2020: The year science took centre-stage

Apart from new findings on coronavirus every single day, the year was also filled with stories from outer space, archeology and anatomy

December 29, 2020 03:10 pm | Updated 06:00 pm IST

The year 2020 also termed as the year of the pandemic, social distancing, work from home, was also the year of research at breakneck speed. Virologists, immunologists, computational biologists, epidemiologists, and medical professionals across the globe turned into superheroes without capes.

Quick sequencing of the whole genome of the novel coronavirus (SARS-CoV-2) helped develop various test kits. We now have not one or two, but multiple COVID-19 vaccines that have succeeded in human clinical trials. Moderna's and Pfizer-BioNTech’s vaccines that use messenger RNA have reported efficacy of about 95%, and the United Kingdom, the United States and the United Arab Emirates have already launched mass vaccinations.

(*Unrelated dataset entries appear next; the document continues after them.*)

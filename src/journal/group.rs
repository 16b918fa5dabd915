//! Groups of test cases

use super::common::{Autoname, Common, Properties};
use super::stats::Stats;
use super::test_case::Test;
use crate::xml::Node;
use std::time::Duration;

/// A named collection of tests, reported as one JUnit `testsuite`.
#[derive(Debug, Clone)]
pub struct Group {
    common: Common,
    id: usize,
    hostname: String,
    autoname: Autoname,
    pub(crate) stats: Stats,
    pub(crate) tests: Vec<Test>,
    properties: Properties,
    pub(crate) merged: Option<Node>,
}

impl Group {
    pub(crate) fn new(
        name: impl Into<String>,
        description: Option<String>,
        id: usize,
        hostname: impl Into<String>,
    ) -> Self {
        Group {
            common: Common::new(name, description),
            id,
            hostname: hostname.into(),
            autoname: Autoname::new("test"),
            stats: Stats::default(),
            tests: Vec::new(),
            properties: Properties::default(),
            merged: None,
        }
    }

    /// Fully qualified name, `<journal>.<group>`.
    pub fn name(&self) -> &str {
        self.common.name()
    }

    pub fn description(&self) -> Option<&str> {
        self.common.description()
    }

    /// Position of this group within its journal.
    pub fn id(&self) -> usize {
        self.id
    }

    pub fn hostname(&self) -> &str {
        &self.hostname
    }

    pub fn common(&self) -> &Common {
        &self.common
    }

    pub fn duration(&self) -> Duration {
        self.common.duration()
    }

    pub fn stats(&self) -> &Stats {
        &self.stats
    }

    pub fn tests(&self) -> &[Test] {
        &self.tests
    }

    pub fn properties(&self) -> &Properties {
        &self.properties
    }

    /// Sets a property reported with this group's testsuite.
    pub fn add_property(&mut self, key: impl Into<String>, value: impl Into<String>) {
        self.properties.set(key, value);
    }

    /// The externally produced `testsuite` elements that replace this group in the report.
    pub fn merged(&self) -> Option<&Node> {
        self.merged.as_ref()
    }

    pub(crate) fn next_test_tag(&mut self) -> String {
        self.autoname.next_name()
    }

    pub(crate) fn update_duration(&mut self) {
        self.common.update_duration();
    }
}
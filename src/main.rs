//! junit-journal - Command-line tool for JUnit journal reports

use anyhow::Context;
use clap::{Parser, Subcommand};
use junit_journal::commands::{Command, MergeCommand};
use junit_journal::ui::{CliUI, UI};
use std::io::Write;
use std::path::PathBuf;

#[derive(Parser)]
#[command(name = "junit-journal")]
#[command(about = "JUnit journal report tool", long_about = None)]
struct Cli {
    /// Report file to operate on
    #[arg(short = 'f', long, global = true, env = "JUNIT_JOURNAL_LOGFILE")]
    logfile: Option<PathBuf>,

    #[command(subcommand)]
    command: Commands,
}

#[derive(Subcommand)]
enum Commands {
    /// Move the test suites of another report into the log file
    Merge {
        /// Report whose test suites are moved
        report: PathBuf,
    },
}

fn run(cli: Cli, ui: &mut dyn UI) -> anyhow::Result<i32> {
    match cli.command {
        Commands::Merge { report } => {
            let logfile = cli
                .logfile
                .context("no log file given (use --logfile or JUNIT_JOURNAL_LOGFILE)")?;
            let cmd = MergeCommand::new(logfile.clone(), report.clone());
            cmd.execute(ui).with_context(|| {
                format!(
                    "failed to merge {} into {}",
                    report.display(),
                    logfile.display()
                )
            })
        }
    }
}

fn main() {
    tracing_subscriber::fmt()
        .with_env_filter(
            tracing_subscriber::EnvFilter::try_from_default_env()
                .unwrap_or_else(|_| tracing_subscriber::EnvFilter::new("warn")),
        )
        .with_writer(std::io::stderr)
        .init();

    let cli = Cli::parse();
    let mut ui = CliUI::new();

    match run(cli, &mut ui) {
        Ok(exit_code) => std::process::exit(exit_code),
        Err(e) => {
            let _ = writeln!(std::io::stderr(), "Error: {:#}", e);
            std::process::exit(1);
        }
    }
}
//! Escaping of captured process output
//!
//! Output recorded from a test may contain arbitrary bytes. Valid UTF-8 text
//! is kept as is, while bytes that cannot be represented in the report are
//! replaced by C-style escapes: `\f`, `\v`, `\r` and `\0` symbolically, any
//! other offending byte as a three-digit octal escape (`\001`).

use std::fmt::Write;

/// Escapes raw output bytes into a printable string.
pub fn escape_output(data: &[u8]) -> String {
    let mut result = String::with_capacity(data.len());
    let mut rest = data;

    while !rest.is_empty() {
        match std::str::from_utf8(rest) {
            Ok(text) => {
                escape_text(&mut result, text);
                break;
            }
            Err(err) => {
                let (valid, after) = rest.split_at(err.valid_up_to());
                if let Ok(text) = std::str::from_utf8(valid) {
                    escape_text(&mut result, text);
                }
                match err.error_len() {
                    Some(_) => {
                        // Invalid sequence: escape one byte and try to resync.
                        escape_byte(&mut result, after[0]);
                        rest = &after[1..];
                    }
                    None => {
                        // Incomplete sequence at the end of the buffer.
                        for &byte in after {
                            escape_byte(&mut result, byte);
                        }
                        break;
                    }
                }
            }
        }
    }

    result
}

fn escape_text(result: &mut String, text: &str) {
    for c in text.chars() {
        match c {
            '\n' | '\t' => result.push(c),
            '\u{0c}' | '\u{0b}' | '\r' | '\0' => escape_byte(result, c as u8),
            c if c.is_control() => {
                let mut buf = [0u8; 4];
                for &byte in c.encode_utf8(&mut buf).as_bytes() {
                    escape_byte(result, byte);
                }
            }
            c => result.push(c),
        }
    }
}

fn escape_byte(result: &mut String, byte: u8) {
    match byte {
        0x0c => result.push_str("\\f"),
        0x0b => result.push_str("\\v"),
        b'\r' => result.push_str("\\r"),
        0 => result.push_str("\\0"),
        byte => {
            let _ = write!(result, "\\{:03o}", byte);
        }
    }
}

#[cfg(test)]
mod tests {
    use super::*;

    #[test]
    fn test_control_byte_octal() {
        assert_eq!(escape_output(b"A\x01B"), "A\\001B");
    }

    #[test]
    fn test_valid_utf8_unchanged() {
        let text = "grüße, 世界\n\tdone";
        assert_eq!(escape_output(text.as_bytes()), text);
    }

    #[test]
    fn test_symbolic_escapes() {
        assert_eq!(escape_output(b"a\x0cb\x0bc\rd\0e"), "a\\fb\\vc\\rd\\0e");
    }

    #[test]
    fn test_invalid_byte_resyncs() {
        assert_eq!(escape_output(b"ok\xffok"), "ok\\377ok");
        assert_eq!(escape_output(b"\xc3(x"), "\\303(x");
    }

    #[test]
    fn test_incomplete_trailing_sequence() {
        // First two bytes of a three-byte sequence.
        assert_eq!(escape_output(b"end\xe4\xb8"), "end\\344\\270");
    }

    #[test]
    fn test_escape_is_idempotent_on_output() {
        let once = escape_output(b"x\x7fy");
        assert_eq!(once, "x\\177y");
        assert_eq!(escape_output(once.as_bytes()), once);
    }
}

Apart from new findings on coronavirus every single day, the year was also filled with stories from outer space, archeology and anatomy. Here is a list of a few of them in random order

Water on the Moon

In October, NASA confirmed, for the first time, water on the sunlit side of the Moon indicating that water may be distributed across the moon’s surface, and not limited to the cold and shadowed side.

A new gland in humans

Researchers from the Netherlands Cancer Institute announced in October that they have discovered a new pair of salivary glands hidden between the nasal cavity and throat. The team proposed the name “tubarial glands” and noted that this identification “could help to explain and avoid radiation-induced side-effects” such as trouble during eating, swallowing, and speaking.

Microbes on Venus?

 

In September, an international scientific team announced that they have spotted phosphine gas on Venus . On Earth, microorganisms that live in “anaerobic” (with no oxygen) environments produce phosphine. Massachusetts Institute of Technology molecular astrophysicist and study co-author Clara Sousa-Silva said in a release, “This is important because, if it is phosphine, and if it is life, it means that we are not alone. It also means that life itself must be very common, and there must be many other inhabited planets throughout our galaxy.”

Read our detailed explainer here .

 

CRISPR/Cas9 genetic scissors in tackling diseases

In March, a person suffering from Leber congenital amaurosis, a rare inherited disease that leads to blindness, became the first to have CRISPR/Cas-9-based therapy directly injected into the body.

In June, two patients with beta-thalassemia and one with sickle cell disease had their bone marrow stem cells edited using CRISPR techniques.

Click here to read our explainer on the genome-editing tool that won this year’s Nobel Prize for Chemistry.

Stories from Indus Valley vessels

The year 2020 marks 100 years of discovery of Indus Valley Civilisation, and a new study showed that dairy products were being produced by the Harappans as far back as 2500 BCE.

Another study found the presence of animal products , including cattle and buffalo meat, in ceramic vessels dating back about 4,600 years.

Samples from the Moon and an asteroid

China’s Chang’e-5 probe brought back about 1,731 grams of samples from the moon becoming the third country to bring moon samples after the U.S and Soviet Union.

Also, Japan’s Hayabusa 2 brought back the first extensive samples from an asteroid . The spacecraft, launched from Japan's Tanegashima space centre in 2014, took four years to reach the asteroid Ryugu before taking a sample and heading back to Earth in November 2019.

NASA launches Mars rover Perseverance

Mars rover Perseverance blasted off for the red planet on July 30 to bring the first Martian rock samples back to Earth. If all goes well, the rover will descend to the Martian surface on February 18, 2021.